Ruanda Soykırımı Neye Sebep Oldu?

Rezil Ruanda soykırımı, Hutus ve Tutsis arasındaki gerilimler tarafından tetiklendi. İki toplum arasında Fransızca ile birlikte aynı Bantu dillerini kullandıkları ve esas olarak Hristiyanlığı gözlemledikleri için gözle görülür bir fark yoktur. Genetikçiler aralarındaki farkları keşfetmeye çalıştılar ve araştırmalar Tutsis’in genelde daha uzun olduğunu buldu. İki etnik köken arasındaki gerilimler temel olarak sınıf savaşından kaynaklanmaktadır.

Afrika Hutu Halkı

Hutu halkı Afrika'nın sayısız Bantu grubundan biri ve Demokratik Kongo Cumhuriyeti'nin doğu kesiminde bulunan topluluklarla Ruanda ve Burundi'de yaşıyorlar.

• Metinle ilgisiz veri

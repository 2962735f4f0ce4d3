use std::time::Duration;

use async_trait::async_trait;
use serde::Deserialize;
use tracing::{debug, warn};

use folio_core::config::LlmConfig;

use crate::provider::{ChatRequest, ChatResponse, LlmError, LlmProvider, ToolCall};

/// OpenAI-compatible chat-completions client.
///
/// Targets any endpoint speaking the `/v1/chat/completions` wire format; the
/// provider name is carried through errors so upstream failures identify
/// which dependency misbehaved.
pub struct OpenAiClient {
    client: reqwest::Client,
    api_key: String,
    base_url: String,
    provider_name: String,
    chat_path: String,
}

impl OpenAiClient {
    /// Build a client from config. The per-request timeout lives on the
    /// reqwest client so every call inherits it.
    pub fn from_config(config: &LlmConfig) -> Result<Self, LlmError> {
        let client = reqwest::Client::builder()
            .timeout(Duration::from_millis(config.timeout_ms))
            .build()?;
        Ok(Self {
            client,
            api_key: config.api_key.clone(),
            base_url: config.base_url.clone(),
            provider_name: config.provider.clone(),
            chat_path: "/v1/chat/completions".to_string(),
        })
    }
}

#[async_trait]
impl LlmProvider for OpenAiClient {
    fn name(&self) -> &str {
        &self.provider_name
    }

    async fn send(&self, req: &ChatRequest) -> Result<ChatResponse, LlmError> {
        let body = build_request_body(req);
        let url = format!("{}{}", self.base_url, self.chat_path);

        debug!(model = %req.model, provider = %self.provider_name, "sending chat completion");

        let resp = self
            .client
            .post(&url)
            .bearer_auth(&self.api_key)
            .header("content-type", "application/json")
            .json(&body)
            .send()
            .await?;

        let status = resp.status().as_u16();
        if status == 429 {
            let retry = resp
                .headers()
                .get("retry-after")
                .and_then(|v| v.to_str().ok())
                .and_then(|v| v.parse::<u64>().ok())
                .map(|s| s * 1000)
                .unwrap_or(5000);
            return Err(LlmError::RateLimited {
                retry_after_ms: retry,
            });
        }

        if !resp.status().is_success() {
            let text = resp.text().await.unwrap_or_default();
            warn!(status, body = %text, provider = %self.provider_name, "chat completion error");
            return Err(LlmError::Api {
                status,
                message: text,
            });
        }

        let api_resp: ApiResponse = resp
            .json()
            .await
            .map_err(|e| LlmError::Parse(e.to_string()))?;

        Ok(parse_response(api_resp))
    }
}

pub(crate) fn build_request_body(req: &ChatRequest) -> serde_json::Value {
    // The system prompt always leads; raw wire messages (tool loop turns)
    // take precedence over the plain string history.
    let mut messages = vec![serde_json::json!({
        "role": "system",
        "content": req.system,
    })];
    match &req.raw_messages {
        Some(raw) => messages.extend(raw.iter().cloned()),
        None => {
            for m in &req.messages {
                messages.push(serde_json::json!({
                    "role": m.role,
                    "content": m.content,
                }));
            }
        }
    }

    let mut body = serde_json::json!({
        "model": req.model,
        "messages": messages,
        "max_tokens": req.max_tokens,
        "temperature": req.temperature,
    });

    if !req.tools.is_empty() {
        let tools: Vec<serde_json::Value> = req
            .tools
            .iter()
            .map(|t| {
                serde_json::json!({
                    "type": "function",
                    "function": {
                        "name": t.name,
                        "description": t.description,
                        "parameters": t.input_schema,
                    }
                })
            })
            .collect();
        body["tools"] = serde_json::json!(tools);
    }

    body
}

pub(crate) fn parse_response(resp: ApiResponse) -> ChatResponse {
    let choice = resp.choices.into_iter().next();
    let content = choice
        .as_ref()
        .and_then(|c| c.message.content.as_deref())
        .unwrap_or("")
        .to_string();

    let tool_calls: Vec<ToolCall> = choice
        .as_ref()
        .and_then(|c| c.message.tool_calls.as_ref())
        .map(|calls| {
            calls
                .iter()
                .map(|tc| {
                    // Arguments arrive as a JSON-encoded string.
                    let arguments: serde_json::Value =
                        serde_json::from_str(&tc.function.arguments).unwrap_or_default();
                    ToolCall {
                        id: tc.id.clone(),
                        name: tc.function.name.clone(),
                        arguments,
                    }
                })
                .collect()
        })
        .unwrap_or_default();

    let stop_reason = choice.and_then(|c| c.finish_reason).unwrap_or_default();
    let tokens_used = resp
        .usage
        .as_ref()
        .map(|u| u.prompt_tokens + u.completion_tokens)
        .unwrap_or(0);

    ChatResponse {
        content,
        model: resp.model,
        tokens_used,
        stop_reason,
        tool_calls,
    }
}

// Chat-completions wire types.

#[derive(Deserialize)]
pub(crate) struct ApiResponse {
    pub(crate) model: String,
    pub(crate) choices: Vec<Choice>,
    pub(crate) usage: Option<Usage>,
}

#[derive(Deserialize)]
pub(crate) struct Choice {
    pub(crate) message: ApiMessage,
    pub(crate) finish_reason: Option<String>,
}

#[derive(Deserialize)]
pub(crate) struct ApiMessage {
    pub(crate) content: Option<String>,
    pub(crate) tool_calls: Option<Vec<ApiToolCall>>,
}

#[derive(Deserialize)]
pub(crate) struct ApiToolCall {
    pub(crate) id: String,
    pub(crate) function: ApiFunction,
}

#[derive(Deserialize)]
pub(crate) struct ApiFunction {
    pub(crate) name: String,
    pub(crate) arguments: String,
}

#[derive(Deserialize)]
pub(crate) struct Usage {
    pub(crate) prompt_tokens: u32,
    pub(crate) completion_tokens: u32,
}
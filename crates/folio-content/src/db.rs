use rusqlite::Connection;

use crate::error::Result;

/// Initialise the content tables and indices.
///
/// Safe to call on every startup — uses `IF NOT EXISTS` throughout.
/// History rows reference their item with `ON DELETE CASCADE`, so a hard
/// delete drops the full version trail (requires `PRAGMA foreign_keys=ON`,
/// set by the caller when opening the connection).
pub fn init_db(conn: &Connection) -> Result<()> {
    conn.execute_batch(
        "CREATE TABLE IF NOT EXISTS content (
            id          TEXT PRIMARY KEY,
            type        TEXT NOT NULL,
            slug        TEXT NOT NULL,
            data        TEXT NOT NULL,
            status      TEXT NOT NULL DEFAULT 'draft',
            version     INTEGER NOT NULL DEFAULT 1,
            sort_order  INTEGER NOT NULL DEFAULT 0,
            created_at  TEXT NOT NULL,
            updated_at  TEXT NOT NULL,
            deleted_at  TEXT
        );
        CREATE INDEX IF NOT EXISTS idx_content_type ON content(type);
        CREATE UNIQUE INDEX IF NOT EXISTS idx_content_type_slug ON content(type, slug);
        CREATE INDEX IF NOT EXISTS idx_content_deleted ON content(deleted_at);

        CREATE TABLE IF NOT EXISTS content_history (
            id             INTEGER PRIMARY KEY AUTOINCREMENT,
            content_id     TEXT NOT NULL REFERENCES content(id) ON DELETE CASCADE,
            version        INTEGER NOT NULL,
            data           TEXT NOT NULL,
            change_type    TEXT NOT NULL,
            changed_by     TEXT,
            change_summary TEXT,
            created_at     TEXT NOT NULL
        );
        CREATE INDEX IF NOT EXISTS idx_history_content_version
            ON content_history(content_id, version DESC);",
    )?;
    Ok(())
}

Hutu nüfusunun 11, 5 milyon olduğu tahmin ediliyor. Hutu, Ruandalıların% 84'ünü ve Burunyalıların% 85'ini oluşturuyor, bu da onları iki ülkedeki en büyük nüfus bölümü yapıyor. Hutu, Bantu'nun genişlemesi sırasında Batı Afrika'yı Büyük Göl bölgesi için terk eden Bantu toplulukları arasındaydı. Tarihçilerden bir bölüm, iki grup arasındaki ayrımın Avrupa güçleri tarafından daha da kötüleştiğini öne sürdü. Tarihçiler, iki toplumun ayrı gruplar olup olmadığı konusunda bölünmüştür. Hutu genetik akrabalıkları, komşu Bantu topluluklarıyla, özellikle de Tutsi'yle yakından bağlantılı. Bu durumun evlilikler ya da ortak kökenlerden kaynaklanıp kaynaklanmadığı henüz belli değil. Hutular yerli dilleri olan Ruanda-Rundi'yi ve sömürgecilikten Fransızcayı almışlardır. Ruanda-Rundi, daha büyük Nijer-Kongo dil ailesinin Bantu alt grubu altında sınıflandırılmıştır. Ruanda Krallığı sömürgecilikten önce bugün Ruanda olana hüküm sürdü. Hutu büyük ölçüde köylülerken, egemen sınıf çoğunlukla Tutsi idi. Tutsiler askeri liderliğe sahipken, Hutus'un tarımda başarılı olduğu ve iyileştirici gücü olduğu ortak bir inançtı.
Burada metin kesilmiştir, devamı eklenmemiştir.